Nuotare, fare il bagno

To swim, to go swimming

The first time that an Italian sharing a hotel elevator asked if I had “fatto il bagno,” I was taken aback. Was she really asking if I had taken a bath? And if so, why?

“Si,” I replied tentatively. As she chattered about the sun and the sea, I realized that “fare il bagno” also can translate informally as “to take a dip” or nuotare (to swim).

“Sa nuotare?” (Do you know how to swim?) a lifeguard (bagnino) asked one day as I prepared to dive (fare un tuffo /tuffarsi) into the sea.

“Si, sono una nuotatrice provetta” (Yes, I’m an experienced swimmer), I assured him. In fact, my husband says that I can nuotare come un pesce (swim like a fish)–although I aspire to glide through the waves like a more alluring marine creature, such as a sirena (mermaid) or ninfa di mare (sea nymph).

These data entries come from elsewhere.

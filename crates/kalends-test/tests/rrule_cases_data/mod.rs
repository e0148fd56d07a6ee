use chrono::{DateTime, NaiveDate, NaiveDateTime};
use kalends_rfc::rfc::ical::core::{Temporal, TemporalKind};

pub struct RRuleCase {
    pub name: &'static str,
    /// DTSTART, RRULE, RDATE and EXDATE lines of one VEVENT.
    pub event: &'static str,
    /// Occurrences as `YYYY-MM-DD`, a floating `YYYY-MM-DDTHH:MM:SS`, or
    /// RFC 3339 with `Z` or the zone's offset.
    pub expected: Option<&'static [&'static str]>,
    pub expected_len: Option<usize>,
    pub limit: usize,
    pub from: Option<&'static str>,
    pub before: Option<&'static str>,
}

#[expect(clippy::too_many_lines)]
pub fn rrule_cases() -> Vec<RRuleCase> {
    vec![
        RRuleCase {
            name: "daily_basic",
            event: "DTSTART:20120201T093000Z\nRRULE:FREQ=DAILY;COUNT=3",
            expected: Some(&[
                "2012-02-01T09:30:00Z",
                "2012-02-02T09:30:00Z",
                "2012-02-03T09:30:00Z",
            ]),
            expected_len: None,
            limit: 100,
            from: None,
            before: None,
        },
        RRuleCase {
            name: "weekly_basic",
            event: "DTSTART:19970902T090000Z\nRRULE:FREQ=WEEKLY;COUNT=3;BYDAY=TU,TH",
            expected: Some(&[
                "1997-09-02T09:00:00Z",
                "1997-09-04T09:00:00Z",
                "1997-09-09T09:00:00Z",
            ]),
            expected_len: None,
            limit: 100,
            from: None,
            before: None,
        },
        RRuleCase {
            name: "monthly_basic",
            event: "DTSTART:20120101T090000Z\nRRULE:FREQ=MONTHLY;COUNT=3;BYMONTHDAY=1",
            expected: Some(&[
                "2012-01-01T09:00:00Z",
                "2012-02-01T09:00:00Z",
                "2012-03-01T09:00:00Z",
            ]),
            expected_len: None,
            limit: 100,
            from: None,
            before: None,
        },
        RRuleCase {
            name: "yearly_basic",
            event: "DTSTART:20120101T090000Z\nRRULE:FREQ=YEARLY;COUNT=3",
            expected: Some(&[
                "2012-01-01T09:00:00Z",
                "2013-01-01T09:00:00Z",
                "2014-01-01T09:00:00Z",
            ]),
            expected_len: None,
            limit: 100,
            from: None,
            before: None,
        },
        RRuleCase {
            name: "hourly_basic",
            event: "DTSTART:20120101T090000Z\nRRULE:FREQ=HOURLY;COUNT=3",
            expected: Some(&[
                "2012-01-01T09:00:00Z",
                "2012-01-01T10:00:00Z",
                "2012-01-01T11:00:00Z",
            ]),
            expected_len: None,
            limit: 100,
            from: None,
            before: None,
        },
        RRuleCase {
            name: "minutely_basic",
            event: "DTSTART:20120101T090000Z\nRRULE:FREQ=MINUTELY;COUNT=3",
            expected: Some(&[
                "2012-01-01T09:00:00Z",
                "2012-01-01T09:01:00Z",
                "2012-01-01T09:02:00Z",
            ]),
            expected_len: None,
            limit: 100,
            from: None,
            before: None,
        },
        RRuleCase {
            name: "secondly_basic",
            event: "DTSTART:20120101T090000Z\nRRULE:FREQ=SECONDLY;COUNT=3",
            expected: Some(&[
                "2012-01-01T09:00:00Z",
                "2012-01-01T09:00:01Z",
                "2012-01-01T09:00:02Z",
            ]),
            expected_len: None,
            limit: 100,
            from: None,
            before: None,
        },
        RRuleCase {
            name: "rdate_exdate",
            event: "DTSTART:20120201T093000Z\nRRULE:FREQ=DAILY;COUNT=3\nRDATE:20120210T093000Z\nEXDATE:20120202T093000Z",
            expected: Some(&[
                "2012-02-01T09:30:00Z",
                "2012-02-03T09:30:00Z",
                "2012-02-10T09:30:00Z",
            ]),
            expected_len: None,
            limit: 100,
            from: None,
            before: None,
        },
        RRuleCase {
            name: "from_before",
            event: "DTSTART:20120201T093000Z\nRRULE:FREQ=DAILY;COUNT=3",
            expected: Some(&["2012-02-02T09:30:00Z", "2012-02-03T09:30:00Z"]),
            expected_len: None,
            limit: 100,
            from: Some("2012-02-01T10:00:00Z"),
            before: Some("2012-04-01T09:00:00Z"),
        },
        RRuleCase {
            name: "dst_new_york",
            event: "DTSTART;TZID=America/New_York:20210313T090000\nRRULE:FREQ=DAILY;COUNT=3",
            expected: Some(&[
                "2021-03-13T09:00:00-05:00",
                "2021-03-14T09:00:00-04:00",
                "2021-03-15T09:00:00-04:00",
            ]),
            expected_len: None,
            limit: 100,
            from: None,
            before: None,
        },
        RRuleCase {
            name: "local_mean_time_berlin",
            event: "DTSTART;TZID=Europe/Berlin:18930401T010000\nRRULE:FREQ=DAILY",
            expected: None,
            expected_len: Some(10),
            limit: 10,
            from: None,
            before: None,
        },
        RRuleCase {
            name: "rfc_every_day_in_jan",
            event: "DTSTART;TZID=America/New_York:19980101T090000\nRRULE:FREQ=YEARLY;UNTIL=20000131T140000Z;BYMONTH=1;BYDAY=SU,MO,TU,WE,TH,FR,SA",
            expected: None,
            expected_len: Some(93),
            limit: 200,
            from: None,
            before: None,
        },
        RRuleCase {
            name: "every_third_day_with_exceptions",
            event: "DTSTART:20151109T100000\nRRULE:FREQ=DAILY;INTERVAL=3;COUNT=6\nEXDATE:20151112T100000,20151115T100000",
            expected: Some(&[
                "2015-11-09T10:00:00",
                "2015-11-18T10:00:00",
                "2015-11-21T10:00:00",
                "2015-11-24T10:00:00",
            ]),
            expected_len: None,
            limit: 100,
            from: None,
            before: None,
        },
        RRuleCase {
            name: "monthly_nth_weekdays",
            event: "DTSTART:20160615T090000\nRRULE:FREQ=MONTHLY;COUNT=7;BYDAY=3WE,2TU",
            expected: Some(&[
                "2016-06-15T09:00:00",
                "2016-07-12T09:00:00",
                "2016-07-20T09:00:00",
                "2016-08-09T09:00:00",
                "2016-08-17T09:00:00",
                "2016-09-13T09:00:00",
                "2016-09-21T09:00:00",
            ]),
            expected_len: None,
            limit: 100,
            from: None,
            before: None,
        },
        RRuleCase {
            name: "monthly_weekends",
            event: "DTSTART:20160508T090000\nRRULE:FREQ=MONTHLY;COUNT=5;BYDAY=SA,SU",
            expected: Some(&[
                "2016-05-08T09:00:00",
                "2016-05-14T09:00:00",
                "2016-05-15T09:00:00",
                "2016-05-21T09:00:00",
                "2016-05-22T09:00:00",
            ]),
            expected_len: None,
            limit: 100,
            from: None,
            before: None,
        },
        RRuleCase {
            name: "weekly_mo_we_fr",
            event: "DTSTART:20160509T090000\nRRULE:FREQ=WEEKLY;COUNT=5;BYDAY=MO,WE,FR",
            expected: Some(&[
                "2016-05-09T09:00:00",
                "2016-05-11T09:00:00",
                "2016-05-13T09:00:00",
                "2016-05-16T09:00:00",
                "2016-05-18T09:00:00",
            ]),
            expected_len: None,
            limit: 100,
            from: None,
            before: None,
        },
        RRuleCase {
            name: "yearly_ordinal_weekdays_on_dates",
            event: "DTSTART;VALUE=DATE:20151227\nRRULE:FREQ=YEARLY;BYDAY=-1SU,2MO",
            expected: Some(&[
                "2015-12-27",
                "2016-01-11",
                "2016-12-25",
                "2017-01-09",
                "2017-12-31",
            ]),
            expected_len: None,
            limit: 5,
            from: None,
            before: None,
        },
        RRuleCase {
            name: "last_weekday_of_month",
            event: "DTSTART:20160101T090000\nRRULE:FREQ=MONTHLY;COUNT=3;BYDAY=MO,TU,WE,TH,FR;BYSETPOS=-1",
            expected: Some(&[
                "2016-01-29T09:00:00",
                "2016-02-29T09:00:00",
                "2016-03-31T09:00:00",
            ]),
            expected_len: None,
            limit: 100,
            from: None,
            before: None,
        },
        RRuleCase {
            name: "monthly_31st_skips_short_months",
            event: "DTSTART:20160131T090000\nRRULE:FREQ=MONTHLY;COUNT=4",
            expected: Some(&[
                "2016-01-31T09:00:00",
                "2016-03-31T09:00:00",
                "2016-05-31T09:00:00",
                "2016-07-31T09:00:00",
            ]),
            expected_len: None,
            limit: 100,
            from: None,
            before: None,
        },
        RRuleCase {
            name: "monday_of_week_twenty",
            event: "DTSTART:19970512T090000\nRRULE:FREQ=YEARLY;BYWEEKNO=20;BYDAY=MO",
            expected: Some(&[
                "1997-05-12T09:00:00",
                "1998-05-11T09:00:00",
                "1999-05-17T09:00:00",
            ]),
            expected_len: None,
            limit: 3,
            from: None,
            before: None,
        },
        RRuleCase {
            name: "date_until_is_inclusive",
            event: "DTSTART;VALUE=DATE:20160101\nRRULE:FREQ=DAILY;UNTIL=20160105",
            expected: None,
            expected_len: Some(5),
            limit: 100,
            from: None,
            before: None,
        },
        RRuleCase {
            name: "impossible_rule_ends",
            event: "DTSTART;VALUE=DATE:20160101\nRRULE:FREQ=DAILY;BYMONTH=2;BYMONTHDAY=30",
            expected: Some(&[]),
            expected_len: None,
            limit: 10,
            from: None,
            before: None,
        },
        RRuleCase {
            name: "hourly_interval_filtered_by_hour",
            event: "DTSTART:20160101T090000\nRRULE:FREQ=HOURLY;INTERVAL=5;BYHOUR=9,10;COUNT=3",
            expected: Some(&[
                "2016-01-01T09:00:00",
                "2016-01-02T10:00:00",
                "2016-01-06T09:00:00",
            ]),
            expected_len: None,
            limit: 100,
            from: None,
            before: None,
        },
    ]
}

pub fn assert_case(case: &RRuleCase) {
    let calendar = kalends_test::event_calendar(case.name, case.event)
        .unwrap_or_else(|err| panic!("Failed to parse {}: {}", case.name, err));
    let (_, event) = calendar
        .components()
        .next()
        .unwrap_or_else(|| panic!("Case {} has no component", case.name));
    let set = event
        .recurrence_set()
        .unwrap_or_else(|err| panic!("Case {} has no recurrence set: {}", case.name, err));

    let stream = match case.from {
        Some(from) => set.stream_from(&parse_instant(from)),
        None => set.stream(),
    };
    let before = case.before.map(|value| parse_instant(value).instant_key());
    let occurrences: Vec<Temporal> = stream
        .take_while(|t| before.is_none_or(|before| t.instant_key() < before))
        .take(case.limit)
        .collect();

    assert!(
        occurrences
            .windows(2)
            .all(|pair| pair[0].instant_key() < pair[1].instant_key()),
        "Case {} is not strictly ascending",
        case.name
    );
    let kind = set.start().kind();
    assert!(
        occurrences.iter().all(|t| t.kind() == kind && t.tzid() == set.start().tzid()),
        "Case {} changed the start's value type",
        case.name
    );

    if let Some(expected) = case.expected {
        let actual: Vec<String> = occurrences.iter().map(render).collect();
        assert_eq!(actual, expected, "Case {} did not match", case.name);
    }

    if let Some(expected_len) = case.expected_len {
        assert_eq!(
            occurrences.len(),
            expected_len,
            "Case {} expected {} occurrences",
            case.name,
            expected_len
        );
    }
}

/// Renders an occurrence the way the case table writes it.
fn render(t: &Temporal) -> String {
    match (t.kind(), t.tzid()) {
        (TemporalKind::Date, _) => t.date().format("%Y-%m-%d").to_string(),
        (TemporalKind::Local, _) => t.wall_clock().format("%Y-%m-%dT%H:%M:%S").to_string(),
        (TemporalKind::Zoned, None) => t.wall_clock().format("%Y-%m-%dT%H:%M:%SZ").to_string(),
        (TemporalKind::Zoned, Some(_)) => {
            let offset = (t.wall_clock() - t.instant_key()).num_minutes();
            let sign = if offset < 0 { '-' } else { '+' };
            let offset = offset.abs();
            format!(
                "{}{sign}{:02}:{:02}",
                t.wall_clock().format("%Y-%m-%dT%H:%M:%S"),
                offset / 60,
                offset % 60
            )
        }
    }
}

/// Parses a case bound; RFC 3339 values become UTC instants.
fn parse_instant(value: &str) -> Temporal {
    use kalends_rfc::rfc::ical::core::DateTime as CalDateTime;

    if let Ok(dt) = DateTime::parse_from_rfc3339(value) {
        return Temporal::DateTime(CalDateTime::utc(dt.naive_utc()));
    }
    if let Ok(local) = NaiveDateTime::parse_from_str(value, "%Y-%m-%dT%H:%M:%S") {
        return Temporal::DateTime(CalDateTime::floating(local));
    }
    NaiveDate::parse_from_str(value, "%Y-%m-%d")
        .map(Temporal::Date)
        .unwrap_or_else(|err| panic!("Failed to parse case bound {value}: {err}"))
}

Because the waters of northern California are too cold for una nuotata (swimming), I take advantage of every moment of the stagione balneare (bathing season) in Italy. I pack several costumi da bagno (bathing suits), occhialini da nuoto (goggles), ciabatte da piscina (pool slippers) and plenty of protezione solare (sunscreen). 

In una piscina (swimming pool), I do vasche (laps) of various stili (strokes): a rana (breast stroke), nuoto alla marinara (side stroke), stile libero (crawl, freestyle) and dorso (back stroke). Sometimes I simply faccio il morto (play dead or float) or sguazzo (splash around).

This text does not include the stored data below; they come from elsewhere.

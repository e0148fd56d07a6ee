use thiserror::Error;

use crate::rfc::ical::parse::ParseError;

#[derive(Error, Debug)]
pub enum RfcError {
    /// Malformed content line, escape sequence, or component nesting.
    #[error("Syntax error: {0}")]
    SyntaxError(#[from] ParseError),

    /// A value failed its codec's domain check.
    #[error("Value error: {0}")]
    ValueError(String),

    /// Temporal kind mismatch, e.g. a DATE end against a DATE-TIME start.
    #[error("Type error: {0}")]
    TypeError(String),

    /// A recurrence rule part is out of range or incompatible with the frequency.
    #[error("Rule error: {0}")]
    RuleError(String),

    #[error("Sequence error: incoming SEQUENCE {new} does not supersede existing SEQUENCE {old}")]
    SequenceError { new: i32, old: i32 },

    #[error("Unsupported: {0}")]
    UnsupportedError(String),

    #[error(transparent)]
    CoreError(#[from] kalends_core::error::CoreError),
}

pub type RfcResult<T> = std::result::Result<T, RfcError>;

However, I much prefer bagni di mare (sea bathing). I’m not much of a subacqueo (diver), but if I have the chance, I enjoy snorkeling (nuotare con boccaglio e maschera). Sometimes I even pack my own pinne (flippers).

In Italian, you don’t have to entrare in acqua (get in the water) or immergersi (immerse yourself) to find yourself in alto mare (in high seas or all at sea). You might tuffarsi negli affari (plunge into business) and quickly end up in un mare di guai (in a sea of troubles). Then you would have to cercare per mari e per monti (search for the seas and mountains, or look high and low) for the equivalent of a salvagente (life preserver).

Italians might invite you to bagnare un avvenimento (celebrate an occasion, such as a graduation or baptism) with them. The event could turn out to be so moving that you might avere un tuffo al cuore (feel your heart dive — or swell — with emotion). You also don’t need lezioni di nuoto (swimming lessons) to nuotare nell’abbondanza o nell’oro — literally to be so rich that you're swimming in wealth or gold.

Words and Expressions

Balneare –- anything pertaining to swimming, seaside

Tutto bagnato — soaking wet

Divieto di balneazione –- no swimming

Spanciata –- belly-flop (dare una spanciata –- to belly-flop)

Bracciate –- strokes

Dianne Hales is the author of MONA LISA: A Life Discovered and LA BELLA LINGUA: My Love Affair with Italian, the World's Most Enchanting Language.